FIFA is in danger of making a similar mistake if it thinks the corruption scandal has been dealt with once the Ethics Committee finishes its work on July 23. Let us consider what is in store for this day.
On that day, we shall know the fate of Mohammed Bin Hammam for his alleged attempt, in May, to bribe members of the Caribbean Football Union in Trinidad during his aborted FIFA presidential campaign. It is alleged that bribes of $40,000 (£24,000) were paid or offered to each member. Caribbean Football Union officials Debbie Minguell and Jason Sylvester, who were suspended along with then FIFA vice-president, Jack Warner, will also hear their fate.
If the leaks that have emerged from the Ethics Committee are any guide, the case against the accused, particularly the Qatari, looks a formidable one. All three must, for now, be considered innocent. They may, or may not, be found guilty, and they may, or may not, appeal against an adverse decision. However, all the signs are that FIFA will present the report to the world, and then claim it has investigated the only piece of hard evidence it had on corruption. So as far as FIFA is concerned, it will have done its job and the work will now be over.

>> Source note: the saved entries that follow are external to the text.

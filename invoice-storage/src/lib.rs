//! invoice-storage: attachment storage for invoices
//!
//! Stores invoice attachments on the local filesystem or in a SharePoint
//! document library behind one async contract, validates uploads before they
//! reach a backend, and cleans up soft-deleted attachments after a retention
//! window.
//!
//! # Quick Start
//!
//! ```rust,no_run
//! use std::sync::Arc;
//! use bytes::Bytes;
//! use invoice_storage::prelude::*;
//!
//! #[tokio::main]
//! async fn main() -> anyhow::Result<()> {
//!     observability::init()?;
//!
//!     let config = StorageConfig::load()?;
//!     for issue in validate_settings(&config.storage) {
//!         tracing::warn!(%issue, "storage misconfigured");
//!     }
//!
//!     let backend = create_backend(&config.storage)?;
//!     let repository = Arc::new(InMemoryAttachmentRepository::new());
//!     let service = AttachmentService::new(backend, repository, &config.storage);
//!
//!     let meta = UploadMetadata::new("INV-1", "alice", "scan.pdf", "application/pdf");
//!     let record = service
//!         .upload_attachment(Bytes::from_static(b"%PDF-1.7 ..."), meta)
//!         .await?;
//!     println!("stored {}", record.storage_path);
//!     Ok(())
//! }
//! ```
//!
//! # Features
//!
//! - `postgres` - `PostgreSQL` metadata store (default)

pub mod cleanup;
pub mod config;
pub mod error;
pub mod observability;
pub mod repository;
pub mod service;
pub mod storage;
pub mod validation;

pub mod prelude {
    //! Convenience re-exports for common types and traits
    //!
    //! # Examples
    //!
    //! ```rust
    //! use invoice_storage::prelude::*;
    //! ```

    // Configuration
    pub use crate::config::{CleanupSettings, StorageConfig, StorageSettings};

    // Storage backends
    pub use crate::storage::{
        create_backend, validate_settings, AttachmentBackend, BackendKind, Capabilities,
        ConfigIssue, ErrorCode, LocalBackend, SharePointBackend, SharedBackend, StorageError,
        StorageProvider, StorageResult, StoredObject, UploadMetadata,
    };

    // Validation
    pub use crate::validation::{validate_file_upload, UploadRules, ValidationError};

    // Metadata store
    #[cfg(feature = "postgres")]
    pub use crate::repository::PgAttachmentRepository;
    pub use crate::repository::{
        AttachmentRecord, AttachmentRepository, InMemoryAttachmentRepository, PendingStats,
    };

    // Services
    pub use crate::cleanup::{CleanupReport, CleanupService};
    pub use crate::service::AttachmentService;

    // Error types
    pub use crate::error::{AttachmentError, CleanupError, RepositoryError};

    pub use crate::observability;
}
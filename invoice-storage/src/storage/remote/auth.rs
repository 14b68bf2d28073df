//! App-only authentication for Microsoft Graph
//!
//! The SharePoint backend authenticates as the application itself using the
//! OAuth2 client-credentials grant; no user session is involved. Tokens are
//! cached and reused until shortly before they expire.

use async_trait::async_trait;
use oauth2::basic::BasicClient;
use oauth2::{ClientId, ClientSecret, EndpointNotSet, EndpointSet, Scope, TokenResponse, TokenUrl};
use std::future::Future;
use std::time::Duration;
use thiserror::Error;
use tokio::sync::Mutex;
use tokio::time::Instant;
use tracing::debug;

/// Scope granting the application's configured Graph permissions
pub const GRAPH_DEFAULT_SCOPE: &str = "https://graph.microsoft.com/.default";

/// Tokens are refreshed this long before they expire
pub const EXPIRY_MARGIN: Duration = Duration::from_secs(60);

/// Lifetime assumed when the token endpoint omits `expires_in`
const DEFAULT_LIFETIME: Duration = Duration::from_secs(300);

/// Client with only the token endpoint configured
pub type CredentialsClient =
    BasicClient<EndpointNotSet, EndpointNotSet, EndpointNotSet, EndpointNotSet, EndpointSet>;

/// Authentication failures
#[derive(Debug, Error)]
pub enum AuthError {
    /// The token endpoint URL is malformed
    #[error("Invalid token URL: {0}")]
    InvalidTokenUrl(String),

    /// The token endpoint rejected the request or could not be reached
    #[error("Token request failed: {0}")]
    TokenRequest(String),
}

/// Errors from [`async_http_client`]
#[derive(Debug, Error)]
pub enum HttpClientError {
    /// The request could not be sent or its body read
    #[error(transparent)]
    Reqwest(#[from] reqwest::Error),

    /// The response could not be rebuilt
    #[error(transparent)]
    Http(#[from] http::Error),
}

/// Supplies bearer tokens for Graph requests
#[cfg_attr(test, mockall::automock)]
#[async_trait]
pub trait TokenSource: Send + Sync {
    /// Returns a currently valid access token
    async fn access_token(&self) -> Result<String, AuthError>;
}

/// A fixed token, for tests and pre-provisioned credentials
#[derive(Debug, Clone)]
pub struct StaticToken(String);

impl StaticToken {
    /// Wraps `token`
    #[must_use]
    pub fn new(token: impl Into<String>) -> Self {
        Self(token.into())
    }
}

#[async_trait]
impl TokenSource for StaticToken {
    async fn access_token(&self) -> Result<String, AuthError> {
        Ok(self.0.clone())
    }
}

struct CachedToken {
    secret: String,
    refresh_at: Instant,
}

/// Holds one token and refreshes it on demand
///
/// The lock is held across a refresh so concurrent callers wait for a single
/// token request instead of issuing their own.
#[derive(Default)]
pub struct TokenCache {
    slot: Mutex<Option<CachedToken>>,
}

impl TokenCache {
    /// Creates an empty cache
    #[must_use]
    pub fn new() -> Self {
        Self::default()
    }

    /// Returns the cached token, or calls `fetch` when it is missing or stale
    ///
    /// `fetch` yields the token and its lifetime as reported by the issuer.
    pub async fn get_or_refresh<F, Fut>(&self, fetch: F) -> Result<String, AuthError>
    where
        F: FnOnce() -> Fut + Send,
        Fut: Future<Output = Result<(String, Option<Duration>), AuthError>> + Send,
    {
        let mut slot = self.slot.lock().await;

        if let Some(cached) = slot.as_ref() {
            if Instant::now() < cached.refresh_at {
                return Ok(cached.secret.clone());
            }
        }

        let (secret, lifetime) = fetch().await?;
        let lifetime = lifetime.unwrap_or(DEFAULT_LIFETIME);
        let refresh_at = Instant::now() + lifetime.saturating_sub(EXPIRY_MARGIN);

        debug!(lifetime_secs = lifetime.as_secs(), "graph auth: token refreshed");
        *slot = Some(CachedToken {
            secret: secret.clone(),
            refresh_at,
        });
        Ok(secret)
    }

    /// Drops the cached token
    pub async fn clear(&self) {
        *self.slot.lock().await = None;
    }
}

/// Client-credentials token source for an Azure AD tenant
pub struct ClientCredentials {
    client: CredentialsClient,
    scope: String,
    cache: TokenCache,
}

impl std::fmt::Debug for ClientCredentials {
    fn fmt(&self, f: &mut std::fmt::Formatter<'_>) -> std::fmt::Result {
        f.debug_struct("ClientCredentials")
            .field("scope", &self.scope)
            .finish_non_exhaustive()
    }
}

impl ClientCredentials {
    /// Creates a token source for `tenant_id` at `authority_url`
    ///
    /// The token endpoint is `{authority_url}/{tenant_id}/oauth2/v2.0/token`.
    ///
    /// # Errors
    ///
    /// Returns [`AuthError::InvalidTokenUrl`] if the endpoint is malformed.
    pub fn new(
        authority_url: &str,
        tenant_id: &str,
        client_id: &str,
        client_secret: &str,
    ) -> Result<Self, AuthError> {
        let token_url = format!(
            "{}/{}/oauth2/v2.0/token",
            authority_url.trim_end_matches('/'),
            tenant_id
        );

        // oauth2 5.0 API: BasicClient::new() only takes ClientId
        let client = BasicClient::new(ClientId::new(client_id.to_string()))
            .set_client_secret(ClientSecret::new(client_secret.to_string()))
            .set_token_uri(
                TokenUrl::new(token_url).map_err(|e| AuthError::InvalidTokenUrl(e.to_string()))?,
            );

        Ok(Self {
            client,
            scope: GRAPH_DEFAULT_SCOPE.to_string(),
            cache: TokenCache::new(),
        })
    }

    /// Requests a different scope than [`GRAPH_DEFAULT_SCOPE`]
    #[must_use]
    pub fn with_scope(mut self, scope: impl Into<String>) -> Self {
        self.scope = scope.into();
        self
    }

    async fn request_token(&self) -> Result<(String, Option<Duration>), AuthError> {
        let response = self
            .client
            .exchange_client_credentials()
            .add_scope(Scope::new(self.scope.clone()))
            .request_async(&async_http_client)
            .await
            .map_err(|e| AuthError::TokenRequest(e.to_string()))?;

        Ok((
            response.access_token().secret().clone(),
            response.expires_in(),
        ))
    }
}

#[async_trait]
impl TokenSource for ClientCredentials {
    async fn access_token(&self) -> Result<String, AuthError> {
        self.cache.get_or_refresh(|| self.request_token()).await
    }
}

/// Async HTTP client for the token exchange
///
/// Redirects are not followed. Request headers are forwarded and the
/// response body is fully buffered.
pub async fn async_http_client(
    request: oauth2::HttpRequest,
) -> Result<oauth2::HttpResponse, HttpClientError> {
    let client = reqwest::Client::builder()
        .redirect(reqwest::redirect::Policy::none())
        .build()?;

    let method = request.method().clone();
    let url = request.uri().to_string();
    let headers = request.headers().clone();
    let body = request.into_body();

    let response = client
        .request(method, &url)
        .headers(headers)
        .body(body)
        .send()
        .await?;

    let status_code = response.status();
    let headers = response.headers().to_owned();
    let body = response.bytes().await?.to_vec();

    let mut builder = http::Response::builder().status(status_code);
    for (name, value) in &headers {
        builder = builder.header(name, value);
    }

    Ok(builder.body(body)?)
}
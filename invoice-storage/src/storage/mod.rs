//! Attachment storage backends
//!
//! This module provides a backend-agnostic contract ([`AttachmentBackend`]) for
//! storing invoice attachments, with two implementations:
//!
//! - [`LocalBackend`]: local filesystem with atomic temp-then-rename writes
//! - [`SharePointBackend`]: SharePoint document library through Microsoft Graph
//!
//! [`create_backend`] picks one from configuration.
//!
//! # Examples
//!
//! ```rust,no_run
//! use bytes::Bytes;
//! use invoice_storage::config::StorageSettings;
//! use invoice_storage::storage::{create_backend, UploadMetadata};
//!
//! # async fn example() -> anyhow::Result<()> {
//! let backend = create_backend(&StorageSettings::default())?;
//!
//! let meta = UploadMetadata::new("42", "alice", "invoice.pdf", "application/pdf");
//! let stored = backend.upload(Bytes::from_static(b"%PDF-1.7"), &meta).await?;
//! println!("stored at {}", stored.path);
//! # Ok(())
//! # }
//! ```

pub mod factory;
pub mod local;
pub mod remote;
pub mod traits;
pub mod types;

pub use factory::{create_backend, validate_settings, ConfigIssue, StorageProvider};
pub use local::LocalBackend;
pub use remote::{GraphOptions, SharePointBackend};
pub use traits::{AttachmentBackend, SharedBackend};
pub use types::{
    BackendKind, Capabilities, ErrorCode, Operation, StorageError, StorageResult, StoredObject,
    UploadMetadata,
};

use crate::validation::sanitize_filename;
use chrono::{DateTime, Utc};

/// `{epoch millis}_{8 hex}_{sanitized name}`
///
/// The random component keeps same-millisecond uploads of one name apart.
pub(crate) fn unique_filename(original: &str, now: DateTime<Utc>) -> String {
    format!(
        "{}_{}_{}",
        now.timestamp_millis(),
        random_hex(),
        sanitize_filename(original)
    )
}

/// Eight random lower-case hex digits
pub(crate) fn random_hex() -> String {
    hex::encode(rand::random::<[u8; 4]>())
}

#[cfg(test)]
mod tests {
    use super::*;
    use chrono::TimeZone;

    #[test]
    fn test_unique_filename_shape() {
        let now = Utc.with_ymd_and_hms(2024, 1, 2, 3, 4, 5).unwrap();
        let name = unique_filename("Q1 report.PDF", now);

        let parts: Vec<&str> = name.splitn(3, '_').collect();
        assert_eq!(parts[0], now.timestamp_millis().to_string());
        assert_eq!(parts[1].len(), 8);
        assert!(parts[1].chars().all(|c| c.is_ascii_hexdigit()));
        assert_eq!(parts[2], "Q1_report.pdf");
    }

    #[test]
    fn test_unique_filename_differs_within_a_millisecond() {
        let now = Utc::now();
        let names: std::collections::HashSet<_> =
            (0..64).map(|_| unique_filename("same.pdf", now)).collect();
        assert!(names.len() > 60);
    }
}
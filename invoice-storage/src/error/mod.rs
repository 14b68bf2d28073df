//! Error types above the storage layer
//!
//! Backend failures are [`StorageError`]; validation failures are
//! [`ValidationError`]. The enums here wrap them for the metadata store, the
//! cleanup service and the attachment service.

use crate::storage::types::BoxError;
use crate::storage::StorageError;
use crate::validation::ValidationError;
use thiserror::Error;
use uuid::Uuid;

/// Metadata store error
#[derive(Debug, Error)]
pub enum RepositoryError {
    /// Database error
    #[error("Database error: {0}")]
    Database(#[source] BoxError),

    /// A stored row could not be mapped to a record
    #[error("Corrupt attachment row: {0}")]
    Corrupt(String),

    /// Store unavailable or rejected the operation
    #[error("Metadata store error: {0}")]
    Unavailable(String),

    /// Another record already uses this storage path
    #[error("Storage path already recorded: {0}")]
    Conflict(String),
}

#[cfg(feature = "postgres")]
impl From<sqlx::Error> for RepositoryError {
    fn from(err: sqlx::Error) -> Self {
        if let sqlx::Error::Database(db) = &err {
            if db.is_unique_violation() {
                return Self::Conflict(db.message().to_string());
            }
        }
        Self::Database(Box::new(err))
    }
}

/// Cleanup and admin operation error
#[derive(Debug, Error)]
pub enum CleanupError {
    /// No record with this id
    #[error("Attachment {0} not found")]
    NotFound(Uuid),

    /// Restore requested for a record that is not soft-deleted
    #[error("Attachment {0} is not deleted")]
    NotSoftDeleted(Uuid),

    /// Restore refused because the object is gone
    #[error("Attachment {id}: physical file no longer exists, cannot restore ({path})")]
    PhysicalFileMissing {
        /// Record id
        id: Uuid,
        /// Storage path the record points at
        path: String,
    },

    /// Another process holds the cleanup lease
    #[error("Cleanup already running (lease {lease} is held)")]
    AlreadyRunning {
        /// Lease name
        lease: String,
    },

    /// Backend failure
    #[error(transparent)]
    Storage(#[from] StorageError),

    /// Metadata store failure
    #[error(transparent)]
    Repository(#[from] RepositoryError),
}

/// Attachment service error
#[derive(Debug, Error)]
pub enum AttachmentError {
    /// The upload broke one or more validation rules
    #[error("Invalid attachment: {}", join_violations(.0))]
    Validation(Vec<ValidationError>),

    /// The invoice already has the maximum number of attachments
    #[error("Invoice {invoice_id} already has {max} attachments")]
    QuotaExceeded {
        /// Invoice id
        invoice_id: String,
        /// Configured limit
        max: u32,
    },

    /// No record with this id
    #[error("Attachment {0} not found")]
    NotFound(Uuid),

    /// The record is soft-deleted
    #[error("Attachment {0} has been deleted")]
    Deleted(Uuid),

    /// Backend failure
    #[error(transparent)]
    Storage(#[from] StorageError),

    /// Metadata store failure
    #[error(transparent)]
    Repository(#[from] RepositoryError),
}

impl AttachmentError {
    /// Validation violations, if this is a validation failure
    #[must_use]
    pub fn violations(&self) -> &[ValidationError] {
        match self {
            Self::Validation(v) => v,
            _ => &[],
        }
    }
}

fn join_violations(violations: &[ValidationError]) -> String {
    violations
        .iter()
        .map(ToString::to_string)
        .collect::<Vec<_>>()
        .join("; ")
}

FIFA will be gravely mistaken if it takes that view. The world outside will not think that. If FIFA believes that what the world thinks does not matter, all that matters is the FIFA family, to use Sepp Blatter’s favourite phrase, then it would do well to study what has happened to News International. That fostered the idea that what mattered was the Murdoch family and that attitude has resulted in the very future of the family, certainly as a media player in the UK, coming under scrutiny.
The problem for FIFA is that, like the Murdoch empire, it has lost credibility and it cannot regain it with one Ethics Committee report. It needs to go much wider and, above all, it needs to show humility and acknowledge that it is not as powerful and mighty as it sometimes pretends to be. Hubris, as the Murdoch story shows, comes before a fall and FIFA has also been guilty of that.
So consider how FIFA treated Warner and how the world has reacted to that. It is now abundantly clear that Warner’s decision to resign followed immediately after he had seen the Ethics Committee report. This could not have been more damning as it concluded he had “knowledge of the respective payments and condoned them. It seems quite likely that the accused [Warner] contributed himself to the relevant actions, thereby acting as an accessory to corruption”.
FIFA then put out a statement regretting his departure, lavishly praising him and declaring that “as a consequence of Mr Warner’s self-determined resignation, all Ethics Committee procedures against him have been closed and the presumption of innocence is maintained”. But if FIFA thought this closed the long and often controversial football career of Jack Warner, consider how the House of Commons Select Committee on Culture, Media and Sport reacted to this. Its report was scathing of how FIFA had handled the 2018 World Cup bids. And when I spoke to John Whittingdale, the chairman, he drew particular attention to the Warner episode.
Barely able to conceal his astonishment he said, “The Ethics Committee report we understand has serious questions to answer on the part of Jack Warner. He then resigns and FIFA says we don’t need to do anything and will drop the investigation. That is extraordinary.”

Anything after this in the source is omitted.